Gajda thinks that one day, the Supreme Court needs to draw a clear line not to further limit press freedoms but because lower courts have often been too quick to rule against reporters. For her, the Hogan case really isn't a close call.
Danielle Keats Citron, professor at the University of Maryland's Carey School of Law, agreed, emailing:
"By my lights there is little to no value to public discourse in release the tape itself. Gawker had to know that it was voyeurism and obscenity and knowing invasion of sexual privacy."

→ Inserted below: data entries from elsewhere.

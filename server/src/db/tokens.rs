use rand_core::{OsRng, RngCore};
use rusqlite::{params, Connection};
use sha2::{Digest, Sha256};
use subtle::ConstantTimeEq;

use super::now_ts;
use crate::Error;

/// Bearer token scope for the read-only HTTP surface.
#[derive(Clone, Copy, Debug, PartialEq, Eq, PartialOrd, Ord)]
pub enum TokenScope {
    Read,
    Write,
    Admin,
}

impl TokenScope {
    pub fn as_str(&self) -> &'static str {
        match self {
            TokenScope::Read => "read",
            TokenScope::Write => "write",
            TokenScope::Admin => "admin",
        }
    }

    fn parse(s: &str) -> Option<Self> {
        match s {
            "read" => Some(TokenScope::Read),
            "write" => Some(TokenScope::Write),
            "admin" => Some(TokenScope::Admin),
            _ => None,
        }
    }
}

/// API tokens are stored as salted SHA-256 hashes; the plaintext is shown
/// once at creation and never again.
pub struct DatabaseApiToken;

impl DatabaseApiToken {
    /// Creates a token and returns the plaintext to hand to the operator.
    pub fn create(conn: &Connection, name: &str, scope: TokenScope) -> Result<String, Error> {
        let mut token_bytes = [0u8; 32];
        OsRng.fill_bytes(&mut token_bytes);
        let token = base64::encode_config(token_bytes, base64::URL_SAFE_NO_PAD);

        let mut salt = [0u8; 16];
        OsRng.fill_bytes(&mut salt);
        let hash = Self::hash(&salt, &token);

        conn.execute(
            "INSERT INTO api_tokens (name, token_hash, salt, scope, created_at)
             VALUES (?1, ?2, ?3, ?4, ?5)",
            params![
                name,
                hex::encode(hash),
                hex::encode(salt),
                scope.as_str(),
                now_ts()
            ],
        )?;
        Ok(token)
    }

    fn hash(salt: &[u8], token: &str) -> [u8; 32] {
        let mut hasher = Sha256::new();
        hasher.update(salt);
        hasher.update(token.as_bytes());
        hasher.finalize().into()
    }

    /// Constant-time verification against every stored token. Returns the
    /// token's scope when one matches.
    pub fn verify(conn: &Connection, token: &str) -> Result<Option<TokenScope>, Error> {
        let mut stmt = conn.prepare_cached("SELECT token_hash, salt, scope FROM api_tokens")?;
        let rows = stmt
            .query_map([], |row| {
                Ok((
                    row.get::<_, String>(0)?,
                    row.get::<_, String>(1)?,
                    row.get::<_, String>(2)?,
                ))
            })?
            .collect::<Result<Vec<_>, _>>()?;

        let mut matched = None;
        for (stored_hash, salt, scope) in rows {
            let (Ok(stored_hash), Ok(salt)) = (hex::decode(&stored_hash), hex::decode(&salt))
            else {
                continue;
            };
            let computed = Self::hash(&salt, token);
            if computed.ct_eq(stored_hash.as_slice()).into() {
                matched = TokenScope::parse(&scope);
            }
        }
        Ok(matched)
    }

    pub fn revoke(conn: &Connection, name: &str) -> Result<(), Error> {
        match conn.execute("DELETE FROM api_tokens WHERE name = ?1", params![name])? {
            0 => Err(Error::not_found("api token", name)),
            _ => Ok(()),
        }
    }
}
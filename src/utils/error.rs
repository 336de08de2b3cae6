use std::path::PathBuf;
use thiserror::Error;

#[derive(Error, Debug)]
pub enum FetchError {
    #[error("invalid prefix '{prefix}': must match [A-Za-z0-9]+")]
    InvalidPrefix { prefix: String },

    #[error("invalid AOI geometry: {reason}")]
    InvalidGeometry { reason: String },

    #[error("catalog unavailable after {attempts} attempt(s): {reason}")]
    CatalogUnavailable { attempts: u32, reason: String },

    #[error("asset download failed for scene {scene_id}: {reason}")]
    AssetDownload { scene_id: String, reason: String },

    #[error("scene {scene_id} does not intersect the AOI extent")]
    ClipOutOfBounds { scene_id: String },

    #[error("output directory {path}: {reason}")]
    OutputDirectory { path: PathBuf, reason: String },

    #[error("configuration error: {field}: {reason}")]
    Config { field: String, reason: String },

    #[error("projection error: {0}")]
    Projection(String),

    #[error("raster error: {0}")]
    Raster(String),

    #[error("API request failed: {0}")]
    Http(#[from] reqwest::Error),

    #[error("IO error: {0}")]
    Io(#[from] std::io::Error),

    #[error("serialization error: {0}")]
    Serialization(#[from] serde_json::Error),

    #[error("TIFF error: {0}")]
    Tiff(#[from] tiff::TiffError),
}

pub type Result<T> = std::result::Result<T, FetchError>;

And so I turned to one of the staunchest defenders of the First Amendment around, Eugene Volokh, a law professor at UCLA and the head of the widely read Washington Post blog, the Volokh Conspiracy. Volokh disagrees with the disclosure of private facts tort, and takes a dim view of such lawsuits because of their infringement on First Amendment rights. He has criticized restrictions on independent campaign expenditures and consumer privacy measures on similar libertarian grounds. But he says that the obscenity law should do the trick.

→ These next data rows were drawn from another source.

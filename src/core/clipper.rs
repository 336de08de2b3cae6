//! Raster clipping: decode the downloaded GeoTIFF, window it to the
//! buffered AOI in the raster's native CRS, optionally mask pixels
//! outside the polygon, and re-encode with shifted georeferencing.

use crate::core::geometry::{is_geographic, project_polygon, WGS84};
use crate::domain::model::AreaOfInterest;
use crate::utils::error::{FetchError, Result};
use geo::{BoundingRect, Contains, Point, Polygon};
use serde::{Deserialize, Serialize};
use std::fs::File;
use std::io::{BufReader, Cursor, Seek, Write};
use std::path::Path;
use tiff::decoder::{Decoder, DecodingResult, Limits};
use tiff::encoder::colortype::{Gray16, Gray8, RGB16, RGB8};
use tiff::encoder::TiffEncoder;
use tiff::tags::Tag;

// GeoTIFF tag ids (not in the standard tiff tag set)
const TAG_MODEL_PIXEL_SCALE: u16 = 33550;
const TAG_MODEL_TIEPOINT: u16 = 33922;
const TAG_GEO_KEY_DIRECTORY: u16 = 34735;
const TAG_GEO_ASCII_PARAMS: u16 = 34737;

// GeoKey ids and values
const KEY_MODEL_TYPE: u16 = 1024;
const KEY_RASTER_TYPE: u16 = 1025;
const KEY_GEOGRAPHIC_TYPE: u16 = 2048;
const KEY_PROJECTED_CS_TYPE: u16 = 3072;
const MODEL_TYPE_PROJECTED: u16 = 1;
const MODEL_TYPE_GEOGRAPHIC: u16 = 2;
const RASTER_PIXEL_IS_AREA: u16 = 1;

// Snap tolerance in pixel fractions when converting world coordinates
// to window columns/rows; absorbs reprojection round-trip noise.
const GRID_EPS: f64 = 1e-6;

/// How pixels inside the clip window but outside the AOI polygon are
/// treated.
#[derive(
    Debug, Clone, Copy, Default, PartialEq, Eq, Serialize, Deserialize, clap::ValueEnum,
)]
#[serde(rename_all = "lowercase")]
pub enum ClipPolicy {
    /// Keep the full rectangular window.
    #[default]
    Extent,
    /// Zero out pixels whose centers fall outside the polygon.
    Mask,
}

/// North-up affine georeferencing: origin is the outer corner of pixel
/// (0, 0); `pixel_h` is positive and applied downwards.
#[derive(Debug, Clone, Copy)]
pub struct GridTransform {
    pub origin_x: f64,
    pub origin_y: f64,
    pub pixel_w: f64,
    pub pixel_h: f64,
}

impl GridTransform {
    fn x_at(&self, col: usize) -> f64 {
        self.origin_x + col as f64 * self.pixel_w
    }

    fn y_at(&self, row: usize) -> f64 {
        self.origin_y - row as f64 * self.pixel_h
    }

    fn pixel_center(&self, col: usize, row: usize) -> (f64, f64) {
        (
            self.x_at(col) + self.pixel_w / 2.0,
            self.y_at(row) - self.pixel_h / 2.0,
        )
    }
}

#[derive(Debug, Clone)]
enum Samples {
    U8(Vec<u8>),
    U16(Vec<u16>),
}

#[derive(Debug)]
struct SourceRaster {
    width: usize,
    height: usize,
    bands: usize,
    samples: Samples,
    transform: GridTransform,
    epsg: Option<u32>,
}

/// The clipped scene, encoded and ready for the output writer.
#[derive(Debug, Clone)]
pub struct ClippedRaster {
    pub bytes: Vec<u8>,
    pub width: usize,
    pub height: usize,
    pub epsg: u32,
    /// [min_x, min_y, max_x, max_y] in the raster CRS.
    pub bounds: [f64; 4],
}

/// Clip a downloaded TCI raster to the AOI's buffered polygon.
///
/// The polygon is reprojected from WGS84 into the raster CRS, the
/// pixel window inside the intersection of both extents is computed,
/// and a new GeoTIFF is encoded for exactly that window with the same
/// resolution and pixel type and a transform shifted to the window
/// origin. The window is snapped inwards to pixel boundaries so the
/// output bounds never exceed the AOI/raster intersection.
/// `scene_epsg` (from the catalog record) wins over the embedded
/// GeoKey when both are present.
pub fn clip_to_aoi(
    scene_id: &str,
    tci_path: &Path,
    aoi: &AreaOfInterest,
    scene_epsg: Option<u32>,
    policy: ClipPolicy,
) -> Result<ClippedRaster> {
    let source = read_source(tci_path)?;
    let epsg = scene_epsg.or(source.epsg).ok_or_else(|| {
        FetchError::Raster("raster has no CRS (no catalog EPSG and no GeoKey)".to_string())
    })?;

    let aoi_native = project_polygon(&aoi.search_polygon, WGS84, epsg)?;
    let aoi_rect = aoi_native
        .bounding_rect()
        .ok_or_else(|| FetchError::InvalidGeometry {
            reason: "AOI polygon has no extent".to_string(),
        })?;

    let t = source.transform;
    let raster_min_x = t.origin_x;
    let raster_max_x = t.x_at(source.width);
    let raster_max_y = t.origin_y;
    let raster_min_y = t.y_at(source.height);

    let ix_min = aoi_rect.min().x.max(raster_min_x);
    let ix_max = aoi_rect.max().x.min(raster_max_x);
    let iy_min = aoi_rect.min().y.max(raster_min_y);
    let iy_max = aoi_rect.max().y.min(raster_max_y);
    if ix_min >= ix_max || iy_min >= iy_max {
        return Err(FetchError::ClipOutOfBounds {
            scene_id: scene_id.to_string(),
        });
    }

    let col0 = (((ix_min - t.origin_x) / t.pixel_w - GRID_EPS).ceil().max(0.0)) as usize;
    let col1 = ((((ix_max - t.origin_x) / t.pixel_w + GRID_EPS).floor()).min(source.width as f64))
        as usize;
    let row0 = (((t.origin_y - iy_max) / t.pixel_h - GRID_EPS).ceil().max(0.0)) as usize;
    let row1 = ((((t.origin_y - iy_min) / t.pixel_h + GRID_EPS).floor()).min(source.height as f64))
        as usize;
    if col1 <= col0 || row1 <= row0 {
        return Err(FetchError::ClipOutOfBounds {
            scene_id: scene_id.to_string(),
        });
    }
    let out_w = col1 - col0;
    let out_h = row1 - row0;

    let out_transform = GridTransform {
        origin_x: t.x_at(col0),
        origin_y: t.y_at(row0),
        pixel_w: t.pixel_w,
        pixel_h: t.pixel_h,
    };

    let mut cropped = match &source.samples {
        Samples::U8(data) => Samples::U8(crop(data, source.width, source.bands, col0, col1, row0, row1)),
        Samples::U16(data) => Samples::U16(crop(data, source.width, source.bands, col0, col1, row0, row1)),
    };

    if policy == ClipPolicy::Mask {
        match &mut cropped {
            Samples::U8(data) => {
                mask_outside(data, out_w, out_h, source.bands, &out_transform, &aoi_native)
            }
            Samples::U16(data) => {
                mask_outside(data, out_w, out_h, source.bands, &out_transform, &aoi_native)
            }
        }
    }

    let bytes = encode_geotiff(&cropped, out_w, out_h, source.bands, &out_transform, epsg)?;
    tracing::debug!("clipped {scene_id} to {out_w}x{out_h} pixels (EPSG:{epsg})");

    Ok(ClippedRaster {
        bytes,
        width: out_w,
        height: out_h,
        epsg,
        bounds: [
            out_transform.origin_x,
            out_transform.y_at(out_h),
            out_transform.x_at(out_w),
            out_transform.origin_y,
        ],
    })
}

fn read_source(path: &Path) -> Result<SourceRaster> {
    let file = File::open(path)?;
    let mut decoder = Decoder::new(BufReader::new(file))?.with_limits(Limits::unlimited());
    let (width, height) = decoder.dimensions()?;
    let bands = match decoder.colortype()? {
        tiff::ColorType::Gray(_) => 1,
        tiff::ColorType::RGB(_) => 3,
        other => {
            return Err(FetchError::Raster(format!(
                "unsupported color type {other:?}"
            )))
        }
    };

    let scale = decoder
        .find_tag(Tag::ModelPixelScaleTag)?
        .ok_or_else(|| FetchError::Raster("missing ModelPixelScale tag".to_string()))?
        .into_f64_vec()?;
    let tiepoint = decoder
        .find_tag(Tag::ModelTiepointTag)?
        .ok_or_else(|| FetchError::Raster("missing ModelTiepoint tag".to_string()))?
        .into_f64_vec()?;
    if scale.len() < 2 || tiepoint.len() < 6 {
        return Err(FetchError::Raster(
            "malformed georeferencing tags".to_string(),
        ));
    }
    let pixel_w = scale[0];
    let pixel_h = scale[1];
    // The tiepoint maps raster (i, j) to world (x, y).
    let origin_x = tiepoint[3] - tiepoint[0] * pixel_w;
    let origin_y = tiepoint[4] + tiepoint[1] * pixel_h;

    let epsg = read_epsg_geokey(&mut decoder);

    let samples = match decoder.read_image()? {
        DecodingResult::U8(data) => Samples::U8(data),
        DecodingResult::U16(data) => Samples::U16(data),
        _ => return Err(FetchError::Raster("unsupported sample format".to_string())),
    };

    Ok(SourceRaster {
        width: width as usize,
        height: height as usize,
        bands,
        samples,
        transform: GridTransform {
            origin_x,
            origin_y,
            pixel_w,
            pixel_h,
        },
        epsg,
    })
}

fn read_epsg_geokey<R: std::io::Read + Seek>(decoder: &mut Decoder<R>) -> Option<u32> {
    let keys = decoder
        .find_tag(Tag::GeoKeyDirectoryTag)
        .ok()??
        .into_u16_vec()
        .ok()?;
    // Entries of four shorts after the header: [key, location, count, value].
    for entry in keys.get(4..)?.chunks_exact(4) {
        if (entry[0] == KEY_PROJECTED_CS_TYPE || entry[0] == KEY_GEOGRAPHIC_TYPE) && entry[1] == 0 {
            return Some(entry[3] as u32);
        }
    }
    None
}

fn crop<T: Copy>(
    data: &[T],
    src_width: usize,
    bands: usize,
    col0: usize,
    col1: usize,
    row0: usize,
    row1: usize,
) -> Vec<T> {
    let out_w = col1 - col0;
    let mut out = Vec::with_capacity((row1 - row0) * out_w * bands);
    for row in row0..row1 {
        let start = (row * src_width + col0) * bands;
        out.extend_from_slice(&data[start..start + out_w * bands]);
    }
    out
}

fn mask_outside<T: Copy + Default>(
    data: &mut [T],
    width: usize,
    height: usize,
    bands: usize,
    transform: &GridTransform,
    polygon: &Polygon<f64>,
) {
    for row in 0..height {
        for col in 0..width {
            let (x, y) = transform.pixel_center(col, row);
            if !polygon.contains(&Point::new(x, y)) {
                let i = (row * width + col) * bands;
                for band in 0..bands {
                    data[i + band] = T::default();
                }
            }
        }
    }
}

fn encode_geotiff(
    samples: &Samples,
    width: usize,
    height: usize,
    bands: usize,
    transform: &GridTransform,
    epsg: u32,
) -> Result<Vec<u8>> {
    let mut cursor = Cursor::new(Vec::new());
    {
        let mut encoder = TiffEncoder::new(&mut cursor)?;
        match (samples, bands) {
            (Samples::U8(data), 3) => {
                let mut image = encoder.new_image::<RGB8>(width as u32, height as u32)?;
                write_geo_tags(image.encoder(), transform, epsg)?;
                image.write_data(data)?;
            }
            (Samples::U8(data), 1) => {
                let mut image = encoder.new_image::<Gray8>(width as u32, height as u32)?;
                write_geo_tags(image.encoder(), transform, epsg)?;
                image.write_data(data)?;
            }
            (Samples::U16(data), 3) => {
                let mut image = encoder.new_image::<RGB16>(width as u32, height as u32)?;
                write_geo_tags(image.encoder(), transform, epsg)?;
                image.write_data(data)?;
            }
            (Samples::U16(data), 1) => {
                let mut image = encoder.new_image::<Gray16>(width as u32, height as u32)?;
                write_geo_tags(image.encoder(), transform, epsg)?;
                image.write_data(data)?;
            }
            _ => {
                return Err(FetchError::Raster(format!(
                    "unsupported band count {bands}"
                )))
            }
        }
    }
    Ok(cursor.into_inner())
}

fn write_geo_tags<W: Write + Seek, K: tiff::encoder::TiffKind>(
    dir: &mut tiff::encoder::DirectoryEncoder<W, K>,
    transform: &GridTransform,
    epsg: u32,
) -> Result<()> {
    let pixel_scale = [transform.pixel_w, transform.pixel_h, 0.0];
    dir.write_tag(Tag::Unknown(TAG_MODEL_PIXEL_SCALE), pixel_scale.as_slice())?;

    // Ties pixel (0, 0) to the window's upper-left world coordinate.
    let tiepoint = [0.0, 0.0, 0.0, transform.origin_x, transform.origin_y, 0.0];
    dir.write_tag(Tag::Unknown(TAG_MODEL_TIEPOINT), tiepoint.as_slice())?;

    let geographic = is_geographic(epsg);
    let mut keys: Vec<u16> = vec![1, 1, 0, 3];
    keys.extend_from_slice(&[
        KEY_MODEL_TYPE,
        0,
        1,
        if geographic {
            MODEL_TYPE_GEOGRAPHIC
        } else {
            MODEL_TYPE_PROJECTED
        },
    ]);
    keys.extend_from_slice(&[KEY_RASTER_TYPE, 0, 1, RASTER_PIXEL_IS_AREA]);
    if geographic {
        keys.extend_from_slice(&[KEY_GEOGRAPHIC_TYPE, 0, 1, epsg as u16]);
    } else {
        keys.extend_from_slice(&[KEY_PROJECTED_CS_TYPE, 0, 1, epsg as u16]);
    }
    dir.write_tag(Tag::Unknown(TAG_GEO_KEY_DIRECTORY), keys.as_slice())?;

    if let Some(def) = u16::try_from(epsg).ok().and_then(crs_definitions::from_code) {
        // Null-terminated with pipe delimiters per the GeoTIFF spec.
        let ascii_params = format!("{}|", def.proj4);
        dir.write_tag(Tag::Unknown(TAG_GEO_ASCII_PARAMS), ascii_params.as_bytes())?;
    }
    Ok(())
}

/// Encode an RGB8 GeoTIFF. This is the same encoder the clipper uses
/// for its outputs, exposed for callers that need to materialize
/// rasters directly (and for test fixtures).
pub fn encode_rgb8(
    width: usize,
    height: usize,
    data: &[u8],
    transform: &GridTransform,
    epsg: u32,
) -> Result<Vec<u8>> {
    if data.len() != width * height * 3 {
        return Err(FetchError::Raster(format!(
            "pixel buffer length {} does not match {}x{}x3",
            data.len(),
            width,
            height
        )));
    }
    encode_geotiff(
        &Samples::U8(data.to_vec()),
        width,
        height,
        3,
        transform,
        epsg,
    )
}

“The Court has long recognized a First Amendment exception for obscenity,” Volokh emails. “That has been controversial because it limited speech among and about consenting adults (indeed, I think the exception ought to be rejected in such consenting-adults situations). But where the subjects (or viewers) are nonconsenting, the exception makes sense, and it makes sense to define the scope of punishable obscenity differently depending on whether it involves unwilling participants.”
That, however, wouldn’t do Hogan’s invasion of privacy lawsuit any good. And so what Volokh seems to be saying is not that Hogan is, in the case of this particular lawsuit, entitled to damages but that, if an appropriately crafted law existed, he could be without infringing on First Amendment rights.
Gawker Media founder and CEO Nick Denton, however, has dressed up this depravity as “an opportunity to reaffirm the legal protection for free expression and the free press, in an age of ubiquitous marketing and spin.”
But I doubt that he would have published the video today. Last July, the site published allegations that a high-ranking media executive married to a woman was making arrangements to see a gay sex worker. To Gawker’s shock, the once-licentious denizens of the Internet no longer thought this was OK, and erupted forth with vituperative condemnations. The story was taken down, with Denton correctly noting that the post represented “the very, very worst version of the company.” Much less convincingly, he said, "This is not the company I built."
Two editors resigned, because, said one, it marked “an absolute surrender of Gawker’s claim to 'radical transparency.'”
Whatever that means.
The editors were right, however, to smell bullshit seeping out from underneath Denton’s new pulpit. As he put it in a staff meeting last summer, sexploiting the media exec was “threatening” the company’s “ability to actually fight its way through the Hogan trial and threatening its business.”
The looming threat of a $100 million judgment has a certain sobering effect.
I don’t want Gawker to go bust. They do a lot of great work. But I hope that a message gets sent. Courts, says Gajda, might be realizing that “perhaps they need to start drawing lines where journalism ethics drew lines before…If media can’t do the right thing then courts will have to step in.” I don’t know what the right legal remedy is, and am mindful to step lightly when it comes to free speech. But it’s something to think long and hard about. After all, the next sex tape posted to the Internet may be your own. Daulerio better fuck impressively.
* Correction: This story, linking to a New York Post report, initially stated that former Gawker editor Daulerio had responded to an email from a young woman asking that a tape of her having sex be removed from the site, "blah, blah, blah." According to Cosmopolitan, the Post was in error. The Post story has been updated without any note or correction attached.